High-intracavity-power thin-disk laser for the alignment of molecules

TL;DR

This paper introduces a high-intracavity-power thin-disk laser system designed for strong molecular alignment experiments, enabling high electric field strengths suitable for use at modern X-ray light sources.

Contribution

It presents a novel laser setup based on Yb:YAG and Yb:Lu$_2$O$_3$ thin-disk lasers with high intracavity power, scalable for in-vacuum applications at high repetition rates.

Findings

Achieved intracavity power levels over 100 kW with pump power around 50 W.

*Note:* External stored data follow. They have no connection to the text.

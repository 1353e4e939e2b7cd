use std::collections::BTreeMap;

use buildtree_core::{NodeId, PackageTree};

/// Catalog packages that are missing locally or whose local version differs
/// from the catalog one. Only equality is checked: a local version newer
/// than the catalog is reported too.
pub fn compute_outdated_or_missing(
    tree: &PackageTree,
    installed: &BTreeMap<String, String>,
) -> Vec<NodeId> {
    tree.all_nodes(tree.root())
        .into_iter()
        .filter(|id| {
            let node = tree.node(*id);
            match installed.get(&node.package_archive_name) {
                None => true,
                Some(local) => node.version.as_deref() != Some(local.as_str()),
            }
        })
        .collect()
}
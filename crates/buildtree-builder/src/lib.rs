mod cleanup;
mod env;
mod events;
mod executor;
mod fs_utils;
mod installer;
mod layout;
mod runner;

pub use cleanup::cleanup;
pub use env::{BuildEnvironment, DEFAULT_RUNTIME_SUBDIR};
pub use events::{BuildEvent, EventSink};
pub use executor::{BuildExecutor, BuildOptions, BuildReport, NodeFailure};
pub use installer::{run_installation, CleanupOutcome, InstallSummary};
pub use layout::BuildLayout;
pub use runner::{CommandOutput, CommandRunner, SystemRunner};
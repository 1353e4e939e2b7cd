use buildtree_core::{NodeAction, NodeId, PackageTree};

use crate::types::WizardMode;

/// Assign an action to `node` and its subtree.
///
/// In rebuild mode everything is rebuilt. Otherwise an outdated node is
/// installed from scratch and everything below it is upgraded, unless it is
/// outdated itself; nodes outside any outdated subtree are left alone.
pub fn assign_actions(
    tree: &mut PackageTree,
    node: NodeId,
    descendant_of_target: bool,
    outdated: &[NodeId],
    mode: WizardMode,
) {
    if mode == WizardMode::Rebuild {
        tree.node_mut(node).action = NodeAction::Rebuild;
        for child in tree.children_of(node).to_vec() {
            assign_actions(tree, child, false, outdated, mode);
        }
        return;
    }

    let (action, below) = if outdated.contains(&node) {
        (NodeAction::Install, true)
    } else if descendant_of_target {
        (NodeAction::Upgrade, true)
    } else {
        (NodeAction::None, false)
    };
    tree.node_mut(node).action = action;
    for child in tree.children_of(node).to_vec() {
        assign_actions(tree, child, below, outdated, mode);
    }
}
use std::io::Write;

use anyhow::{Context, Result};
use clap::{CommandFactory, ValueEnum};
use clap_complete::Shell;

use crate::Cli;

#[derive(Clone, Copy, Debug, PartialEq, Eq, ValueEnum)]
pub enum CliCompletionShell {
    Bash,
    Zsh,
    Fish,
    Powershell,
}

impl From<CliCompletionShell> for Shell {
    fn from(value: CliCompletionShell) -> Self {
        match value {
            CliCompletionShell::Bash => Shell::Bash,
            CliCompletionShell::Zsh => Shell::Zsh,
            CliCompletionShell::Fish => Shell::Fish,
            CliCompletionShell::Powershell => Shell::PowerShell,
        }
    }
}

pub fn write_completions_script<W: Write>(shell: CliCompletionShell, writer: &mut W) -> Result<()> {
    let mut command = Cli::command();
    let generator: Shell = shell.into();
    let mut generated = Vec::new();
    clap_complete::generate(generator, &mut command, "buildtree", &mut generated);

    writer
        .write_all(&generated)
        .with_context(|| "failed writing generated completion script")?;
    Ok(())
}
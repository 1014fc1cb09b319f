//! Closed-loop temperature control

pub mod pid;

pub use pid::{ControlState, PidConfig, PidController, StepOutput};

Demonstrated multi-longitudinal-mode operation avoiding spatial-hole burning.

Proposed scalable system for generating fields of 10^{11} W/cm^2 for molecular alignment experiments.

Abstract

We propose a novel approach for strong alignment of gas-phase molecules for experiments at arbitrary repetition rates. A high-intracavity-power continuous-wave laser will provide the necessary ac electric field of $\!10^{10}$- $10^{11}~\text{W}/\text{cm}^2$. We demonstrate thin-disk lasers based on Yb:YAG and Yb:Lu$_2$O$_3$ in a linear high-finesse resonator providing intracavity power levels in excess of 100~kW at pump power levels on the order of 50~W. The multi-longitudinal-mode operation of this laser avoids spatial-hole burning even in a linear standing-wave resonator. The system will be scaled up as in-vacuum system to allow for the generation of fields of $10^{11}~\text{W}/\text{cm}^2$. This system will be directly applicable for experiments at modern X-ray light sources, such as synchrotrons or free-electron lasers, which operate at various very high repetition rates. This would allow to record molecular movies through temporally resolved diffractive imaging of fixed-in-space molecules, as well as the spectroscopic investigation of combined X-ray-NIR strong-field effects of atomic and molecular systems.